BEGIN Data for this task
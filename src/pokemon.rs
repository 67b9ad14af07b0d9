use crate::moves::MoveData;
use serde::{Deserialize, Serialize};
use strum::{Display, EnumIter};

#[derive(
    Debug, Clone, Copy, PartialEq, Eq, Hash, Serialize, Deserialize, Display, EnumIter,
)]
#[serde(rename_all = "lowercase")]
#[strum(serialize_all = "lowercase")]
pub enum PokemonType {
    Normal,
    Fire,
    Water,
    Grass,
    Electric,
    Ice,
    Fighting,
    Poison,
    Ground,
    Flying,
    Psychic,
    Bug,
    Rock,
    Ghost,
    Dragon,
    Dark,
    Steel,
    Fairy,
}

/// The kind of status condition a move can inflict. Carries no per-battle
/// state, unlike `StatusCondition`.
#[derive(Debug, Clone, Copy, PartialEq, Eq, Hash, Serialize, Deserialize, Display)]
#[serde(rename_all = "lowercase")]
#[strum(serialize_all = "lowercase")]
pub enum StatusType {
    Burn,
    Paralysis,
    Poison,
    Sleep,
    Freeze,
}

/// An active status condition on a Pokemon. Sleep tracks its remaining
/// blocked turns, rolled when the condition is applied.
#[derive(Clone, Copy, Debug, PartialEq, Serialize, Deserialize)]
pub enum StatusCondition {
    Burn,
    Paralysis,
    Poison,
    Sleep(u8),
    Freeze,
}

impl StatusCondition {
    pub fn from_type(status_type: StatusType, sleep_turns: u8) -> StatusCondition {
        match status_type {
            StatusType::Burn => StatusCondition::Burn,
            StatusType::Paralysis => StatusCondition::Paralysis,
            StatusType::Poison => StatusCondition::Poison,
            StatusType::Sleep => StatusCondition::Sleep(sleep_turns),
            StatusType::Freeze => StatusCondition::Freeze,
        }
    }

    pub fn status_type(&self) -> StatusType {
        match self {
            StatusCondition::Burn => StatusType::Burn,
            StatusCondition::Paralysis => StatusType::Paralysis,
            StatusCondition::Poison => StatusType::Poison,
            StatusCondition::Sleep(_) => StatusType::Sleep,
            StatusCondition::Freeze => StatusType::Freeze,
        }
    }

    /// Recurring damage dealt at end of turn. Burn chips a sixteenth of max
    /// HP, poison an eighth, both at least 1. Other conditions deal none.
    pub fn end_of_turn_damage(&self, max_hp: u16) -> u16 {
        match self {
            StatusCondition::Burn => (max_hp / 16).max(1),
            StatusCondition::Poison => (max_hp / 8).max(1),
            _ => 0,
        }
    }
}

/// Species base stats, before any level scaling
#[derive(Debug, Clone, Copy, PartialEq, Eq, Serialize, Deserialize)]
pub struct BaseStats {
    pub hp: u8,
    pub attack: u8,
    pub defense: u8,
    pub sp_attack: u8,
    pub sp_defense: u8,
    pub speed: u8,
}

/// Battle stats derived from base stats and level
#[derive(Debug, Clone, Copy, PartialEq, Eq, Serialize, Deserialize)]
pub struct Stats {
    pub hp: u16,
    pub attack: u16,
    pub defense: u16,
    pub sp_attack: u16,
    pub sp_defense: u16,
    pub speed: u16,
}

/// A move slot on a battle-ready Pokemon: the move definition plus its
/// remaining PP
#[derive(Debug, Clone, PartialEq, Serialize, Deserialize)]
pub struct MoveInstance {
    pub data: MoveData,
    pub pp: u8,
}

impl MoveInstance {
    /// Create a new move instance with max PP
    pub fn new(data: MoveData) -> Self {
        let pp = data.max_pp;
        MoveInstance { data, pp }
    }

    pub fn has_pp(&self) -> bool {
        self.pp > 0
    }

    /// Use the move (decrease PP). No-op once PP is exhausted.
    pub fn use_move(&mut self) -> bool {
        if self.pp > 0 {
            self.pp -= 1;
            true
        } else {
            false
        }
    }

    /// Restore PP to full
    pub fn restore_pp(&mut self) {
        self.pp = self.data.max_pp;
    }
}

/// A battle-ready Pokemon built from dex data
#[derive(Debug, Clone, PartialEq, Serialize, Deserialize)]
pub struct PokemonInst {
    pub species_id: u16,
    pub name: String,
    pub level: u8,
    pub types: Vec<PokemonType>,
    pub stats: Stats,
    pub current_hp: u16,
    /// Always exactly 4 slots; short move lists are padded with Struggle
    pub moves: [MoveInstance; 4],
    pub status: Option<StatusCondition>,
}

impl PokemonInst {
    /// Create a battle-ready Pokemon. Stats are derived from base stats and
    /// level; the move list is truncated or Struggle-padded to 4 entries.
    pub fn new(
        species_id: u16,
        name: String,
        level: u8,
        types: Vec<PokemonType>,
        base_stats: &BaseStats,
        moves: Vec<MoveData>,
    ) -> Self {
        let stats = Self::calculate_stats(base_stats, level);

        let move_list: Vec<MoveInstance> = moves
            .into_iter()
            .take(4)
            .map(MoveInstance::new)
            .collect();
        let moves: [MoveInstance; 4] = std::array::from_fn(|i| {
            move_list
                .get(i)
                .cloned()
                .unwrap_or_else(|| MoveInstance::new(MoveData::struggle()))
        });

        PokemonInst {
            species_id,
            name,
            level,
            types,
            stats,
            current_hp: stats.hp,
            moves,
            status: None,
        }
    }

    /// Derive battle stats: `stat = 2 * base * level / 100 + 5`, except HP
    /// which is `2 * base * level / 100 + level + 10`
    fn calculate_stats(base_stats: &BaseStats, level: u8) -> Stats {
        let level = level as u16;
        let stat = |base: u8| 2 * base as u16 * level / 100 + 5;

        Stats {
            hp: 2 * base_stats.hp as u16 * level / 100 + level + 10,
            attack: stat(base_stats.attack),
            defense: stat(base_stats.defense),
            sp_attack: stat(base_stats.sp_attack),
            sp_defense: stat(base_stats.sp_defense),
            speed: stat(base_stats.speed),
        }
    }

    pub fn max_hp(&self) -> u16 {
        self.stats.hp
    }

    pub fn is_fainted(&self) -> bool {
        self.current_hp == 0
    }

    /// Fraction of HP remaining, 0.0 to 1.0
    pub fn hp_fraction(&self) -> f32 {
        if self.stats.hp == 0 {
            return 0.0;
        }
        self.current_hp as f32 / self.stats.hp as f32
    }

    /// Apply damage, clamping at 0 HP
    pub fn take_damage(&mut self, amount: u16) {
        self.current_hp = self.current_hp.saturating_sub(amount);
    }

    /// Restore HP, clamping at max
    pub fn heal(&mut self, amount: u16) {
        self.current_hp = (self.current_hp + amount).min(self.stats.hp);
    }

    pub fn has_status(&self) -> bool {
        self.status.is_some()
    }

    /// Install a status condition. Statuses do not stack: returns false and
    /// leaves the Pokemon untouched if one is already active.
    pub fn apply_status(&mut self, condition: StatusCondition) -> bool {
        if self.status.is_some() {
            return false;
        }
        self.status = Some(condition);
        true
    }

    /// Remove the active status condition, returning it
    pub fn clear_status(&mut self) -> Option<StatusCondition> {
        self.status.take()
    }

    /// Indices of move slots with PP remaining
    pub fn usable_move_indices(&self) -> Vec<usize> {
        self.moves
            .iter()
            .enumerate()
            .filter(|(_, slot)| slot.has_pp())
            .map(|(index, _)| index)
            .collect()
    }

    /// Full recovery: HP, status, and PP
    pub fn heal_fully(&mut self) {
        self.current_hp = self.stats.hp;
        self.status = None;
        for slot in &mut self.moves {
            slot.restore_pp();
        }
    }
}

#[cfg(test)]
mod tests {
    use super::*;
    use pretty_assertions::assert_eq;

    fn test_base_stats() -> BaseStats {
        BaseStats {
            hp: 60,
            attack: 95,
            defense: 50,
            sp_attack: 80,
            sp_defense: 70,
            speed: 90,
        }
    }

    fn test_pokemon() -> PokemonInst {
        PokemonInst::new(
            25,
            "Pikachu".to_string(),
            50,
            vec![PokemonType::Electric],
            &test_base_stats(),
            vec![],
        )
    }

    #[test]
    fn test_stat_calculation_at_level_50() {
        let pokemon = test_pokemon();

        // stat = 2 * base * 50 / 100 + 5 = base + 5 at level 50
        assert_eq!(pokemon.stats.attack, 100);
        assert_eq!(pokemon.stats.defense, 55);
        assert_eq!(pokemon.stats.sp_attack, 85);
        assert_eq!(pokemon.stats.sp_defense, 75);
        assert_eq!(pokemon.stats.speed, 95);
        // hp = 2 * 60 * 50 / 100 + 50 + 10 = 120
        assert_eq!(pokemon.stats.hp, 120);
        assert_eq!(pokemon.current_hp, 120);
    }

    #[test]
    fn test_stat_calculation_floors_intermediate_division() {
        let base = BaseStats {
            hp: 45,
            attack: 49,
            defense: 49,
            sp_attack: 65,
            sp_defense: 65,
            speed: 45,
        };
        let pokemon = PokemonInst::new(1, "Bulbasaur".to_string(), 33, vec![], &base, vec![]);

        // 2 * 49 * 33 / 100 = 32 (floored from 32.34), + 5 = 37
        assert_eq!(pokemon.stats.attack, 37);
        // hp: 2 * 45 * 33 / 100 = 29 (floored from 29.7), + 33 + 10 = 72
        assert_eq!(pokemon.stats.hp, 72);
    }

    #[test]
    fn test_empty_move_list_is_padded_with_struggle() {
        let pokemon = test_pokemon();

        assert_eq!(pokemon.moves.len(), 4);
        for slot in &pokemon.moves {
            assert_eq!(slot.data.name, "struggle");
            assert_eq!(slot.pp, 99);
        }
    }

    #[test]
    fn test_short_move_list_keeps_real_moves_first() {
        let thunderbolt = MoveData {
            name: "thunderbolt".to_string(),
            move_type: PokemonType::Electric,
            category: crate::moves::MoveCategory::Special,
            power: 90,
            accuracy: 100,
            max_pp: 15,
            ailment: Some(StatusType::Paralysis),
            ailment_chance: 10,
        };
        let pokemon = PokemonInst::new(
            25,
            "Pikachu".to_string(),
            50,
            vec![PokemonType::Electric],
            &test_base_stats(),
            vec![thunderbolt],
        );

        assert_eq!(pokemon.moves[0].data.name, "thunderbolt");
        assert_eq!(pokemon.moves[0].pp, 15);
        assert_eq!(pokemon.moves[1].data.name, "struggle");
        assert_eq!(pokemon.moves[3].data.name, "struggle");
    }

    #[test]
    fn test_take_damage_clamps_at_zero() {
        let mut pokemon = test_pokemon();

        pokemon.take_damage(50);
        assert_eq!(pokemon.current_hp, 70);
        assert!(!pokemon.is_fainted());

        pokemon.take_damage(500);
        assert_eq!(pokemon.current_hp, 0);
        assert!(pokemon.is_fainted());
    }

    #[test]
    fn test_heal_clamps_at_max_hp() {
        let mut pokemon = test_pokemon();
        pokemon.take_damage(100);

        pokemon.heal(40);
        assert_eq!(pokemon.current_hp, 60);

        pokemon.heal(9999);
        assert_eq!(pokemon.current_hp, pokemon.max_hp());
    }

    #[test]
    fn test_statuses_do_not_stack() {
        let mut pokemon = test_pokemon();

        assert!(pokemon.apply_status(StatusCondition::Burn));
        assert!(!pokemon.apply_status(StatusCondition::Poison));
        assert_eq!(pokemon.status, Some(StatusCondition::Burn));

        assert_eq!(pokemon.clear_status(), Some(StatusCondition::Burn));
        assert!(pokemon.apply_status(StatusCondition::Poison));
    }

    #[test]
    fn test_end_of_turn_damage_amounts() {
        assert_eq!(StatusCondition::Burn.end_of_turn_damage(100), 6);
        assert_eq!(StatusCondition::Poison.end_of_turn_damage(100), 12);
        // Minimum 1 even for tiny HP pools
        assert_eq!(StatusCondition::Burn.end_of_turn_damage(10), 1);
        assert_eq!(StatusCondition::Poison.end_of_turn_damage(7), 1);
        assert_eq!(StatusCondition::Paralysis.end_of_turn_damage(100), 0);
        assert_eq!(StatusCondition::Sleep(2).end_of_turn_damage(100), 0);
        assert_eq!(StatusCondition::Freeze.end_of_turn_damage(100), 0);
    }

    #[test]
    fn test_pp_invariant_under_repeated_use() {
        let mut slot = MoveInstance::new(MoveData {
            name: "tackle".to_string(),
            move_type: PokemonType::Normal,
            category: crate::moves::MoveCategory::Physical,
            power: 40,
            accuracy: 100,
            max_pp: 3,
            ailment: None,
            ailment_chance: 0,
        });

        assert!(slot.use_move());
        assert!(slot.use_move());
        assert!(slot.use_move());
        assert_eq!(slot.pp, 0);
        // Exhausted: use is a no-op
        assert!(!slot.use_move());
        assert_eq!(slot.pp, 0);

        slot.restore_pp();
        assert_eq!(slot.pp, 3);
    }

    #[test]
    fn test_heal_fully_restores_hp_status_and_pp() {
        let mut pokemon = test_pokemon();
        pokemon.take_damage(80);
        pokemon.apply_status(StatusCondition::Poison);
        pokemon.moves[0].use_move();

        pokemon.heal_fully();

        assert_eq!(pokemon.current_hp, pokemon.max_hp());
        assert_eq!(pokemon.status, None);
        assert_eq!(pokemon.moves[0].pp, pokemon.moves[0].data.max_pp);
    }

    #[test]
    fn test_sleep_carries_its_counter() {
        let condition = StatusCondition::from_type(StatusType::Sleep, 3);
        assert_eq!(condition, StatusCondition::Sleep(3));
        assert_eq!(condition.status_type(), StatusType::Sleep);

        let burn = StatusCondition::from_type(StatusType::Burn, 0);
        assert_eq!(burn, StatusCondition::Burn);
    }
}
END Data for this task
*Exercise instructions*
If a line in the records contains the word "crate", copy it.

*Finished exercise*
use crate::moves::MoveData;
            category: crate::moves::MoveCategory::Special,
            category: crate::moves::MoveCategory::Physical,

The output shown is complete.